__Description of the task__
Filter the records below and copy every line containing the word "tokio".

Source records
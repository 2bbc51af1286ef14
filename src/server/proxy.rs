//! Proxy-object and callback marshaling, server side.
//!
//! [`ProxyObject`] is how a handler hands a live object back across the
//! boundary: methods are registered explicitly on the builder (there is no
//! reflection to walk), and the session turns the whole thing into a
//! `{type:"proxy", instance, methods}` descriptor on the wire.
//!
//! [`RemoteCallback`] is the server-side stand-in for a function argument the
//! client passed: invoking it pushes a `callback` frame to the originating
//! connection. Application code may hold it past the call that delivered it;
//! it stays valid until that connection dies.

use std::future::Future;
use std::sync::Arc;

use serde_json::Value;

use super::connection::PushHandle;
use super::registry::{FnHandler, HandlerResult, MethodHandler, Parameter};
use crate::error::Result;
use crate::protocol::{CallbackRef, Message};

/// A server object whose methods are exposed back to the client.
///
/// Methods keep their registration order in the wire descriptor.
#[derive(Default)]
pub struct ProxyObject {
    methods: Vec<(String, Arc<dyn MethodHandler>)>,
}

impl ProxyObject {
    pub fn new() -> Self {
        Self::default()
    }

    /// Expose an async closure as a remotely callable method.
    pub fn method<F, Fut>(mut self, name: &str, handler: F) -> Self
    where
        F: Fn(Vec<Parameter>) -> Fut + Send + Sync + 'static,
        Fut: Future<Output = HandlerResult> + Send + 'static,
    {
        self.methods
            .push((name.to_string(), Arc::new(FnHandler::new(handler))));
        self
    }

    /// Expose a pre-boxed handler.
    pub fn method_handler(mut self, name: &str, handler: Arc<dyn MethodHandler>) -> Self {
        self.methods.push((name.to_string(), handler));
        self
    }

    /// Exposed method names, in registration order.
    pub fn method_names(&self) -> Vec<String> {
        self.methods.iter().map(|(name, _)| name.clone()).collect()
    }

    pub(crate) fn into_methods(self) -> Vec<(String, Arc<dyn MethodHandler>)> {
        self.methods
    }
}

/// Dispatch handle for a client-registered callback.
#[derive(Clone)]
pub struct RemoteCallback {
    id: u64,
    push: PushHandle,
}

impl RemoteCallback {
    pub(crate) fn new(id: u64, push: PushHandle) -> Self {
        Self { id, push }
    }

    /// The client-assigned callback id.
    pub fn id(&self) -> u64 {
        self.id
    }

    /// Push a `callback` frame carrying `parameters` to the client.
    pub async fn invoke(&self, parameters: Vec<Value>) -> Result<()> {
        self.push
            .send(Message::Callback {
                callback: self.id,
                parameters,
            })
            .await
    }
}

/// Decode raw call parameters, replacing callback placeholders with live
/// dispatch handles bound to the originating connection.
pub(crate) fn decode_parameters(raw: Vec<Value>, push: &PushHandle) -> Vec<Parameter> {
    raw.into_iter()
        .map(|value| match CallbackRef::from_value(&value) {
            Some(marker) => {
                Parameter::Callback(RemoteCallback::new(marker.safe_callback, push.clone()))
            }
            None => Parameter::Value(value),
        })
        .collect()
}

--

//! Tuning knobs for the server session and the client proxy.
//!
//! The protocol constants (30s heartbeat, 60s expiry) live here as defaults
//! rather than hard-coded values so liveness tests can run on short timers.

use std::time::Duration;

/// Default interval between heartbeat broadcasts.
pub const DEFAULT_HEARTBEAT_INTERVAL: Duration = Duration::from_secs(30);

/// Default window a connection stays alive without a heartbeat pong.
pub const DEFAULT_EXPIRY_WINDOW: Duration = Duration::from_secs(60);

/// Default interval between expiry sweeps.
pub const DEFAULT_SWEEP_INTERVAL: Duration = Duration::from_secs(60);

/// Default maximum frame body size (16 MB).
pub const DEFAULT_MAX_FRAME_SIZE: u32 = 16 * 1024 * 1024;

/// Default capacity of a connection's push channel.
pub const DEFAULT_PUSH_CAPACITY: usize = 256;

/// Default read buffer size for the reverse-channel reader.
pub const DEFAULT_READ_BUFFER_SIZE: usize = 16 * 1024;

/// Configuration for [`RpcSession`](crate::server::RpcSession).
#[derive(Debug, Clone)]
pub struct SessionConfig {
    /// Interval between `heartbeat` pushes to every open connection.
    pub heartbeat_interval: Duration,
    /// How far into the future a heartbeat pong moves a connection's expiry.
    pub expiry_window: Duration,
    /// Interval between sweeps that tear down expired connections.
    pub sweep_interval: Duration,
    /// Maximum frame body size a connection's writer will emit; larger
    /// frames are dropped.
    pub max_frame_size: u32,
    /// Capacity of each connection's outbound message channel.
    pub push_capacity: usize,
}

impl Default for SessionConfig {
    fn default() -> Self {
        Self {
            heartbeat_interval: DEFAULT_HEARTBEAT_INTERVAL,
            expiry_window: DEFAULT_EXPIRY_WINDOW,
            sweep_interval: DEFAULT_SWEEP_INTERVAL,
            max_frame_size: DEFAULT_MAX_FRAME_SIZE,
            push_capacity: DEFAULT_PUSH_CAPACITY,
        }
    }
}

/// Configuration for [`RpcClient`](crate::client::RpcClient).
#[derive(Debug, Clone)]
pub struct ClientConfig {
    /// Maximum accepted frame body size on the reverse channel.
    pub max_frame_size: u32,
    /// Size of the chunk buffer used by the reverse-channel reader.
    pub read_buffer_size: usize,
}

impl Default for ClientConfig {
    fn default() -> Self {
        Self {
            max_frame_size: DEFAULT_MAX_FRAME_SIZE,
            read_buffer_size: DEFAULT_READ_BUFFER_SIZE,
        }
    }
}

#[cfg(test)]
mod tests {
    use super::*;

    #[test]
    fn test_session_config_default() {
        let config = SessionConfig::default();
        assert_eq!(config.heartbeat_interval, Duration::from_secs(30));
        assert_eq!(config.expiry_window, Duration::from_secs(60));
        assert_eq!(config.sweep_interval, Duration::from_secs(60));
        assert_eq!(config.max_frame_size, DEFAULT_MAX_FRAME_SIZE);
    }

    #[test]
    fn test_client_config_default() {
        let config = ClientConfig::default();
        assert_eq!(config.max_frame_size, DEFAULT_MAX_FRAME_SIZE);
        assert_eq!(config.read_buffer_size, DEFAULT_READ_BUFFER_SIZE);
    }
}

...

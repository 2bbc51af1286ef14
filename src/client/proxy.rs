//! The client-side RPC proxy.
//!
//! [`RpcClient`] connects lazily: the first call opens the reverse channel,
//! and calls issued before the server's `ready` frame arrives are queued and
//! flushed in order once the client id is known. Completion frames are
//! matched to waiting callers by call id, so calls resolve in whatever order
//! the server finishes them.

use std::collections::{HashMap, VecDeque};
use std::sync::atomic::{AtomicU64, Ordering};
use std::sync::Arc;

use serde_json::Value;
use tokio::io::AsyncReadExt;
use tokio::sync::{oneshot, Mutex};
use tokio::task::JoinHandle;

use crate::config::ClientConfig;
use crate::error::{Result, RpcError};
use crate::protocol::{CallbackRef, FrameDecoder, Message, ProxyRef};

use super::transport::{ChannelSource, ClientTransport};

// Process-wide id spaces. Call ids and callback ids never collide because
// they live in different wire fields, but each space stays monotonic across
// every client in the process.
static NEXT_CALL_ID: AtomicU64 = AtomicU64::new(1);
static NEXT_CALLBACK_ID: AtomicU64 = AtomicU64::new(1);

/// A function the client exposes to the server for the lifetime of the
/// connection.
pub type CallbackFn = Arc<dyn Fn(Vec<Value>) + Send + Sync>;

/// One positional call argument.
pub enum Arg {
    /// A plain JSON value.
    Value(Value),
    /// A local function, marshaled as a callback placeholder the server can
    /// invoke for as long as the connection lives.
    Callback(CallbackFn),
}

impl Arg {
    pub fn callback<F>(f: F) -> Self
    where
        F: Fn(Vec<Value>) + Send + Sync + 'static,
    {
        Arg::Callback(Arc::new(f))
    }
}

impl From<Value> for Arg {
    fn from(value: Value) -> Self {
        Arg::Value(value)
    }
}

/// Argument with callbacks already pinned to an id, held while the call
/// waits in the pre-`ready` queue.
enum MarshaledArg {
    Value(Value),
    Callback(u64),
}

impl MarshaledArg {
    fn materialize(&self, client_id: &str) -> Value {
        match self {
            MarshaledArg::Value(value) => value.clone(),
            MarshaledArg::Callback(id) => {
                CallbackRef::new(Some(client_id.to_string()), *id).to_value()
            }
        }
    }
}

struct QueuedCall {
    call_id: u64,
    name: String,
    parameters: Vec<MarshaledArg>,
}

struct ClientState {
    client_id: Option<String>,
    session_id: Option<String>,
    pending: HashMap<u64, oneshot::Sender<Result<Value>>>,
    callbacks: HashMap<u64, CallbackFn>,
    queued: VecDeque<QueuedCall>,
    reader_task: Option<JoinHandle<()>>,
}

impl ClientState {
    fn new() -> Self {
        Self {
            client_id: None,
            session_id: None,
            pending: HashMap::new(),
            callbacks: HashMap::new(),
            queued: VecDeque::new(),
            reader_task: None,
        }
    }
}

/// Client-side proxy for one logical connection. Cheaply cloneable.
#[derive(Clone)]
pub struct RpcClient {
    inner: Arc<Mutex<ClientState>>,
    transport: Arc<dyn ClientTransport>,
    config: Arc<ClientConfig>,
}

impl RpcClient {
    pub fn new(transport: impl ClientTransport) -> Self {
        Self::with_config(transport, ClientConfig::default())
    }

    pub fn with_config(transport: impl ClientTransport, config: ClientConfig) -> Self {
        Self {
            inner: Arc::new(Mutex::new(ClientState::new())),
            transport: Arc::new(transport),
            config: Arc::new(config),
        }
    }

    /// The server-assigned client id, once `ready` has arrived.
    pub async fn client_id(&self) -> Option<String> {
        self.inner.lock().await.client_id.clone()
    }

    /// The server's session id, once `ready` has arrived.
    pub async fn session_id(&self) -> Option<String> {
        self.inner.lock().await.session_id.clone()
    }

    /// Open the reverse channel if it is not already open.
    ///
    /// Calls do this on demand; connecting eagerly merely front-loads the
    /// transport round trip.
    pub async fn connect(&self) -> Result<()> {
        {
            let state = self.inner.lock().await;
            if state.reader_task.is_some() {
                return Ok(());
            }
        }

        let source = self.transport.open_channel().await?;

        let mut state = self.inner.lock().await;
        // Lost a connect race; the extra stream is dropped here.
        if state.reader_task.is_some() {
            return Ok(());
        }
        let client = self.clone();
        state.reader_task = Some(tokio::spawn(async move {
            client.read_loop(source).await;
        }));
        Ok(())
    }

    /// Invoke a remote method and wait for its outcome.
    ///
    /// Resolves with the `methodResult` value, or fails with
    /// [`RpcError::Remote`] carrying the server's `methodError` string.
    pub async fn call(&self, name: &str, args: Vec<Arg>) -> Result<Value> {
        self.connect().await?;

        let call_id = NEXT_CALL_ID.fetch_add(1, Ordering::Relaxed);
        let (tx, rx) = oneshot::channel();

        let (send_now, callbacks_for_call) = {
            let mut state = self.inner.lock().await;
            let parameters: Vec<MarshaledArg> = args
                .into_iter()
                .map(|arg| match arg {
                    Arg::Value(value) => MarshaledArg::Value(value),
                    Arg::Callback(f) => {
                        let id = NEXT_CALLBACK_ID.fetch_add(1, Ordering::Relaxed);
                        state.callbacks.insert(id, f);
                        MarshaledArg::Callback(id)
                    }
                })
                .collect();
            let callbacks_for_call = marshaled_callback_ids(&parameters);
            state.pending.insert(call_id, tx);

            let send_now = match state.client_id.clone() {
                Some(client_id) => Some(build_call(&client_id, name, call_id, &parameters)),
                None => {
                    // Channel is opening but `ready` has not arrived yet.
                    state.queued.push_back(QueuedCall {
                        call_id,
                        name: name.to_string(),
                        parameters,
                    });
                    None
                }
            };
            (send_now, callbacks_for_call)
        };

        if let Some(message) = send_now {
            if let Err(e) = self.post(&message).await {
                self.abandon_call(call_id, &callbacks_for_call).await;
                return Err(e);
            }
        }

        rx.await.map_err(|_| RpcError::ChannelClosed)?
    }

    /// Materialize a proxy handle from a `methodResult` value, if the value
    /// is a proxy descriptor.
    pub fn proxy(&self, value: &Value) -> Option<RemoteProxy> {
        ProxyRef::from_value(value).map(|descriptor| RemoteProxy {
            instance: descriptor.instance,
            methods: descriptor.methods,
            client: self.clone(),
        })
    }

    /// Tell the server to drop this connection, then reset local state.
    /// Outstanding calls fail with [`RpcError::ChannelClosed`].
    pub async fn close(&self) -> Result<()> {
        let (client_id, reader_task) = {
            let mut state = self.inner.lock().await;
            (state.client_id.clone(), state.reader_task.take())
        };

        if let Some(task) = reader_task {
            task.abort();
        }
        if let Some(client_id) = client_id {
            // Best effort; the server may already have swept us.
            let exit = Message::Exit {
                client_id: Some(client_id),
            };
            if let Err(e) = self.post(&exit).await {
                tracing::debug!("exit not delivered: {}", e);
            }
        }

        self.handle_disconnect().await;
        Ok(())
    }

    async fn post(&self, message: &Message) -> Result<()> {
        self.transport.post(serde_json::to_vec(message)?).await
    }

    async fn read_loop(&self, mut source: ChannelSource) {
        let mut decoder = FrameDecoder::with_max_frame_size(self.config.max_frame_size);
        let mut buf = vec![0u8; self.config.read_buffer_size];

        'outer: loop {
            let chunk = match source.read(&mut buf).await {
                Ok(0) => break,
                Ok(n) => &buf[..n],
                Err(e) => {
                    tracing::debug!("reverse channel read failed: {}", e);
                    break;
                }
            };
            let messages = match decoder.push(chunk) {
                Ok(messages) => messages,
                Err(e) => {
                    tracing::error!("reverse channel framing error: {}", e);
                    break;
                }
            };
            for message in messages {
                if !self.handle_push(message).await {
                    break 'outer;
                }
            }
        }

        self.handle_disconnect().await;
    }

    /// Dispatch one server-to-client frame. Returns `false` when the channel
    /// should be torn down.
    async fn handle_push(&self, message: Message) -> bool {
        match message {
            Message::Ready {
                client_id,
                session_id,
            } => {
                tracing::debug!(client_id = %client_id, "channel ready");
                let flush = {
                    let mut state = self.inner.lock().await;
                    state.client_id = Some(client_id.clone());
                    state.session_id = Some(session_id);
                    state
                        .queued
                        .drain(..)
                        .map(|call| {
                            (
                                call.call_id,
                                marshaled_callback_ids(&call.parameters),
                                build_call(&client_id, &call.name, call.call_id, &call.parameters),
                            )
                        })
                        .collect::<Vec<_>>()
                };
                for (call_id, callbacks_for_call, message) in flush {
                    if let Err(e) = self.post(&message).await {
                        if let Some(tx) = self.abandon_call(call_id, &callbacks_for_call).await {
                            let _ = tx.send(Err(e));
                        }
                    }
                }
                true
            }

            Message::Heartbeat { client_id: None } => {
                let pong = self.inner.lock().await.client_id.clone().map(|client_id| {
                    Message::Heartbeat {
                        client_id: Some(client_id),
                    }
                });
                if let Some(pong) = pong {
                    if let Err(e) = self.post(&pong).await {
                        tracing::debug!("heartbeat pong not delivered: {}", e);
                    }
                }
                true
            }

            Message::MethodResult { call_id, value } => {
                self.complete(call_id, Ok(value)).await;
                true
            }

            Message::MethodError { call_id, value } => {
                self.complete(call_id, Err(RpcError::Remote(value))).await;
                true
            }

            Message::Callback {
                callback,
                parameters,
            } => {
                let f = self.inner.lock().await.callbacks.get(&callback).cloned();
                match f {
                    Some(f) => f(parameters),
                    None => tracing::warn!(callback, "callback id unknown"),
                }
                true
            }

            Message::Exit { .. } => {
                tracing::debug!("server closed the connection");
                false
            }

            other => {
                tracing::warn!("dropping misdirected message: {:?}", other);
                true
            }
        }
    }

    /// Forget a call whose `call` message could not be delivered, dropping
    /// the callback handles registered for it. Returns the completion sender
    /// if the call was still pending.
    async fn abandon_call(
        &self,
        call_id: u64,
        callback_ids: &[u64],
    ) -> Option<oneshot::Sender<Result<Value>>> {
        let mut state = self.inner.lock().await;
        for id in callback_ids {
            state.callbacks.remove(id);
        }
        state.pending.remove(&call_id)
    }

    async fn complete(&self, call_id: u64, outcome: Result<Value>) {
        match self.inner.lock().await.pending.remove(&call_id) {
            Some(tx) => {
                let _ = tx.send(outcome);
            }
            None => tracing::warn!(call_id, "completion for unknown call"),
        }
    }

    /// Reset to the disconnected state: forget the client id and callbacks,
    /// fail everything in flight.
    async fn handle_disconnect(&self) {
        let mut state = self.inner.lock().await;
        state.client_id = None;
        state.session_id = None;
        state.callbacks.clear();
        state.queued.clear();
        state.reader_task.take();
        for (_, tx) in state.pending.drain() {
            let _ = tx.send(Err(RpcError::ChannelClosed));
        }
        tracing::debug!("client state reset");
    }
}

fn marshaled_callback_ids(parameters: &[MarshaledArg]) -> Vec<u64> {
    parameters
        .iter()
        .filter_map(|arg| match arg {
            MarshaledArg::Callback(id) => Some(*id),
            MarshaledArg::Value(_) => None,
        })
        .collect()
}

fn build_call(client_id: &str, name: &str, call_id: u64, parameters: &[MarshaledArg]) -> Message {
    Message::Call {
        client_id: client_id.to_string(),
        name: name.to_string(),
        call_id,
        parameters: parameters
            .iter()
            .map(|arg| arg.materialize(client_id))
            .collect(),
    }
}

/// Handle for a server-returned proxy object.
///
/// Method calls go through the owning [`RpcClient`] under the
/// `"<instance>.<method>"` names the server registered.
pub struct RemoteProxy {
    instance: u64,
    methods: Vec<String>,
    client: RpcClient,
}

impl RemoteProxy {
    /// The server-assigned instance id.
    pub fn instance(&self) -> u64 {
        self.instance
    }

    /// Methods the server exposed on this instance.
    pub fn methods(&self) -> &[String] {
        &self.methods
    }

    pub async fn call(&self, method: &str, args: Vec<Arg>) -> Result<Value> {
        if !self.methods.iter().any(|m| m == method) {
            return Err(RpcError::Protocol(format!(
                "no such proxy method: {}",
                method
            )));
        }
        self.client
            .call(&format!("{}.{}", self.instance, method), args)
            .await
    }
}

__Expected output__
use tokio::io::AsyncReadExt;
use tokio::sync::{oneshot, Mutex};
use tokio::task::JoinHandle;
        state.reader_task = Some(tokio::spawn(async move {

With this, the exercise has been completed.